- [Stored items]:
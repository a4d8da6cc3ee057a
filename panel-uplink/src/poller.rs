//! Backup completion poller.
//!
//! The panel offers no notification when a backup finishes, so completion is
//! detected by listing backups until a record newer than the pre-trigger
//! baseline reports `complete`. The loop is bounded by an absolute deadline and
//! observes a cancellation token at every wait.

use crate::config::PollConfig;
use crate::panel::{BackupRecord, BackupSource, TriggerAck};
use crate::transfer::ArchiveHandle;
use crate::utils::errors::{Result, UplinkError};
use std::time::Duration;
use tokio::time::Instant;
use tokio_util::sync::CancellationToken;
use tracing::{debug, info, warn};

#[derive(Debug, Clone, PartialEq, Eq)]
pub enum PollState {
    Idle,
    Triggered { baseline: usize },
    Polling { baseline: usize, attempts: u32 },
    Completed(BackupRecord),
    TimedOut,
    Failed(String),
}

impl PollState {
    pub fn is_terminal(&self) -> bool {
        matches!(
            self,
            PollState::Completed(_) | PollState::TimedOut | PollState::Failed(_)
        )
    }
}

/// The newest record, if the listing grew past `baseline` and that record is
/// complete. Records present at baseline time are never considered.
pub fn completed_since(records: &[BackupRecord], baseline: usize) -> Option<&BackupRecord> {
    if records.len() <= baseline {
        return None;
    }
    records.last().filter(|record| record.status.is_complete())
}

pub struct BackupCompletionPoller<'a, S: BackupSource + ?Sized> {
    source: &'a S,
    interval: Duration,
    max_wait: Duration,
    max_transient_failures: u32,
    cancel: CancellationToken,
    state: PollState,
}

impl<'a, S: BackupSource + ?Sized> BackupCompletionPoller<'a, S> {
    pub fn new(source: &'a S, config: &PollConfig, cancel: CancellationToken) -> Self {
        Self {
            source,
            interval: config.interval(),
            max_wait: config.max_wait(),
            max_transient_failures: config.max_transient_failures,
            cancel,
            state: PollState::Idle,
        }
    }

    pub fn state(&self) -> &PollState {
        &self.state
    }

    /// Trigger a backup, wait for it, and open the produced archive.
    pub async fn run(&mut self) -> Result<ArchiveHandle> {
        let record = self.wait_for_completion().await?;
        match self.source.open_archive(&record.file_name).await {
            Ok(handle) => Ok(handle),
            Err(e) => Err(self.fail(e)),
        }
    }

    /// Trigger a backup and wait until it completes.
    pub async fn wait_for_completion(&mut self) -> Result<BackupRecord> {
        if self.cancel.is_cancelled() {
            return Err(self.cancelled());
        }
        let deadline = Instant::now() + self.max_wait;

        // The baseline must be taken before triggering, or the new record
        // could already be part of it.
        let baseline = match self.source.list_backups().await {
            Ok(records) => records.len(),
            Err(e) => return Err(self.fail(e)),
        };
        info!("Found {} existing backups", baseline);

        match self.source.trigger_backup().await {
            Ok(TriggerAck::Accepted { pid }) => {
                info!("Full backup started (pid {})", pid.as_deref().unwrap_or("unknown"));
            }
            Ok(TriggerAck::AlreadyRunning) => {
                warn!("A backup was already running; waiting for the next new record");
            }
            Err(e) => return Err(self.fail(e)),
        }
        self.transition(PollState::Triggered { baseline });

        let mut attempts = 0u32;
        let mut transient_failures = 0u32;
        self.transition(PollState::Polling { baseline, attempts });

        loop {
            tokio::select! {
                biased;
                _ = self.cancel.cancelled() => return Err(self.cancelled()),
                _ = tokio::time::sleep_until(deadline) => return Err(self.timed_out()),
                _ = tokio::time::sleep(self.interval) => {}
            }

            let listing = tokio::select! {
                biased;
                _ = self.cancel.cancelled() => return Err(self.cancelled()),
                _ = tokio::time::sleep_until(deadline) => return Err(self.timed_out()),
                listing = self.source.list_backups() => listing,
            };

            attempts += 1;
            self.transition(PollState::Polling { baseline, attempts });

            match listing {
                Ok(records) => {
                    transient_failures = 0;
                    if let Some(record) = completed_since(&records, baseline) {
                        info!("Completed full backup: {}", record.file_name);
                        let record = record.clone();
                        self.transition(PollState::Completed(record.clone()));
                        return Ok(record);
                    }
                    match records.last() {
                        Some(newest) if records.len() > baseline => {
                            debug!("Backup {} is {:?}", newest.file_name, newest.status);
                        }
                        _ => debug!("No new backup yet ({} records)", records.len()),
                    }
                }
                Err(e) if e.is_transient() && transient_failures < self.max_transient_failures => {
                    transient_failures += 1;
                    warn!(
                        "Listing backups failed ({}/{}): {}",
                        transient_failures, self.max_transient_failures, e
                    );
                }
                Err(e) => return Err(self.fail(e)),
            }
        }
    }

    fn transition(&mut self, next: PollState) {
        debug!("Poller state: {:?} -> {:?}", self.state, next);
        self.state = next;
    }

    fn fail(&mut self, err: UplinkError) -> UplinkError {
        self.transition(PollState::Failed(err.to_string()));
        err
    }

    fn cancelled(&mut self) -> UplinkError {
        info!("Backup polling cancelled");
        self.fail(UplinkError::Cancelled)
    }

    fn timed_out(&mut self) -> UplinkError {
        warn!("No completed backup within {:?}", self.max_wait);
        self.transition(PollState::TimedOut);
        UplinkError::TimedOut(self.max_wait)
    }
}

- [REQUIREMENT]:
Give the number of lines in the records above that contain "transition", with no other words.

- [TASK RESULT]:
7